If we're going to pursue a long-term strategy, we need an organization that can act strategically. Lewis Powell had a powerful Chamber of Commerce that represented a relatively unified business sector. What he and the chamber lacked were grassroots organizations, think tanks, and media outlets capable of legitimating and promoting their interests. His memo was therefore designed to create such organizations, even if many of them would prove to be made out of Astroturf.
Contemporary liberals confront the opposite problem. We have innumerable grassroots organizations, think tanks, and media outlets, but they're at best divided and at worst impotent. Consider, for example, the labor movement-or perhaps I should say labor movements. The U.S. boasts not only two competing union federations-the AFL-CIO and Change to Win-but also a host of independent unions, worker centers, labor- and public-interest law firms, and advocacy groups working to defend the interests of American workers. But they don't necessarily act in concert, and they frequently work at cross-purposes.

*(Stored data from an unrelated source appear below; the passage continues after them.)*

use thiserror::Error;

/// Errors produced by type operations.
#[derive(Debug, Error, PartialEq, Eq)]
pub enum TypeError {
    #[error("invalid hex string: {0}")]
    InvalidHex(String),

    #[error("invalid byte length: expected {expected}, got {actual}")]
    InvalidLength { expected: usize, actual: usize },

    #[error("invalid identifier representation: {0:?}")]
    InvalidRepr(String),
}
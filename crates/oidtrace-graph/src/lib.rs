//! Reference graph analysis for oidtrace.
//!
//! Walks an object store once, keeps the forward and backward reference maps
//! of every reachable object, and explains how any object hangs off the root
//! by following the most structural-looking back-reference at each step.
//!
//! # Architecture
//!
//! ```text
//! ObjectStore ──► builder ──► ReferenceMaps ◄──► cache (references_<tid>)
//!                                  │
//!          Inspector ──► ReferenceScorer ──► PathResolver ◄──► OidPathCache
//!                                  │
//!                            GraphSession ──► OidInfo
//! ```
//!
//! [`GraphSession`] owns all of it: one build, then any number of queries.
//! Every memo is session-scoped and never invalidated, so a session must not
//! outlive the store state it was built from.

pub mod builder;
pub mod cache;
pub mod config;
pub mod error;
pub mod inspect;
pub mod maps;
pub mod path_cache;
pub mod resolver;
pub mod score;
pub mod session;
pub mod transactions;

// Re-export primary types at crate root for ergonomic imports.
pub use builder::build_from_scratch;
pub use cache::{read_edges, write_edges, CacheKey, ReferenceCache};
pub use config::{default_cache_dir, AnalysisConfig, ScoringRules, PACKAGE_NAME};
pub use error::{GraphError, GraphResult};
pub use inspect::{Inspector, ERROR_MARKER, ROOT_ID};
pub use maps::{ReferenceMap, ReferenceMaps};
pub use path_cache::{OidPathCache, PathLookup};
pub use resolver::PathResolver;
pub use score::{ReferenceScorer, Score, ScoreMemo};
pub use session::{BuildSource, GraphSession, IdentifiedBackReference};
pub use transactions::recent_transactions;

Nor is labor exceptional. A number of leading environmental organizations-including the League of Conservation Voters, the National Resources Defense Council, the National Wildlife Federation, and the Sierra Club-recently joined forces to defend the Senate seat being vacated by retiring New Mexico Democrat Jeff Bingaman. What's striking about the example is the unprecedented nature of the coalition. "We've never done this in a Senate race before," explained Navin Nayak of the League of Conservation Voters, prompting the obvious question: Why not?

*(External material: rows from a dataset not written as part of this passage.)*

//! Memo of resolved OID paths.
//!
//! Resolving `[a, b, c, d]` also settles the paths of `b`, `c` and `d`, so
//! every suffix is remembered. The first path stored for an OID is kept
//! forever; later insertions never overwrite it.

use std::collections::HashMap;

use oidtrace_types::{Oid, OidPath};

/// Outcome of a cache lookup against a set of excluded OIDs.
#[derive(Clone, Debug, PartialEq, Eq)]
pub enum PathLookup<'a> {
    /// A cached path that avoids every excluded OID.
    Hit(&'a [Oid]),
    /// A cached path exists but passes through an excluded OID.
    Rejected(&'a [Oid]),
    Miss,
}

/// Suffix-complete cache of OID paths.
#[derive(Debug, Default)]
pub struct OidPathCache {
    paths: HashMap<Oid, OidPath>,
}

impl OidPathCache {
    pub fn new() -> Self {
        Self::default()
    }

    pub fn len(&self) -> usize {
        self.paths.len()
    }

    pub fn is_empty(&self) -> bool {
        self.paths.is_empty()
    }

    pub fn get(&self, oid: &Oid) -> Option<&[Oid]> {
        self.paths.get(oid).map(Vec::as_slice)
    }

    /// Look up the path of `oid`, accepting it only if `is_excluded` holds
    /// for none of its elements.
    pub fn lookup(&self, oid: &Oid, is_excluded: impl Fn(&Oid) -> bool) -> PathLookup<'_> {
        match self.get(oid) {
            None => PathLookup::Miss,
            Some(path) if path.iter().any(&is_excluded) => PathLookup::Rejected(path),
            Some(path) => PathLookup::Hit(path),
        }
    }

    /// Remember every suffix of `path` whose head has no entry yet.
    /// Returns the number of new entries.
    pub fn insert_suffixes(&mut self, path: &[Oid]) -> usize {
        let mut inserted = 0;
        for start in 0..path.len() {
            self.paths.entry(path[start]).or_insert_with(|| {
                inserted += 1;
                path[start..].to_vec()
            });
        }
        inserted
    }
}

#[cfg(test)]
mod tests {
    use super::*;

    fn oids(ns: &[u64]) -> Vec<Oid> {
        ns.iter().copied().map(Oid::from_u64).collect()
    }

    #[test]
    fn every_suffix_is_cached() {
        let mut cache = OidPathCache::new();
        let path = oids(&[4, 3, 2, 1]);
        assert_eq!(cache.insert_suffixes(&path), 4);
        assert_eq!(cache.get(&Oid::from_u64(3)), Some(oids(&[3, 2, 1]).as_slice()));
        assert_eq!(cache.get(&Oid::from_u64(1)), Some(oids(&[1]).as_slice()));
    }

    #[test]
    fn first_writer_wins() {
        let mut cache = OidPathCache::new();
        cache.insert_suffixes(&oids(&[3, 2, 1]));
        assert_eq!(cache.insert_suffixes(&oids(&[5, 2, 7])), 1);
        assert_eq!(cache.get(&Oid::from_u64(2)), Some(oids(&[2, 1]).as_slice()));
        assert_eq!(cache.get(&Oid::from_u64(7)), None);
        assert_eq!(cache.len(), 4);
    }

    #[test]
    fn lookup_rejects_paths_through_excluded_oids() {
        let mut cache = OidPathCache::new();
        cache.insert_suffixes(&oids(&[3, 2, 1]));
        let three = Oid::from_u64(3);

        assert_eq!(cache.lookup(&Oid::from_u64(9), |_| false), PathLookup::Miss);
        assert!(matches!(cache.lookup(&three, |_| false), PathLookup::Hit(p) if p.len() == 3));
        assert!(matches!(
            cache.lookup(&three, |o| *o == Oid::from_u64(1)),
            PathLookup::Rejected(_)
        ));
    }
}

Similar divisions pervade the women's, LGBT, civil-rights, peace, and consumer movements, not to mention the many faith-based and community organizations committed to a social-justice agenda. The problems are multiplied when different values conflict with each other, as we've seen in the traditional tension between organized labor and the environmental movement.
But for all of our many differences, we tend to come together to support the Democratic Party at election time, albeit with varying degrees of enthusiasm. The problem is that we go our separate ways afterward, and in so doing squander resources and opportunities that we can't afford to waste.
What we need, therefore, is an organization capable of herding these cats into a coherent movement, one that can recognize our commonalities, respect our differences, and make sure that the former trump the latter over time. What would such an organization look like? It should be independent of the Democratic Party, in part to avoid the myopia that will almost inevitably beset an organization tied so tightly to the electoral calendar and in part to ensure compliance with campaign-finance laws. The actual architecture of the organization would need to be worked out over time. Who would be eligible for membership? On what terms? What funding sources would be available? And what would the decision-making process look like? Answers to such questions aren't easy to come by, but they're long overdue. The American left has been disjointed for far too long, and the country has paid an enormous price for our disunity. It's time we took a lesson from the late Justice Powell, who long ago noted that "strength lies in organization, in careful long-range planning and implementation, in consistency of action over an indefinite period of years, in the scale of financing available only through joint effort, and in the political power available only through united action and national organizations."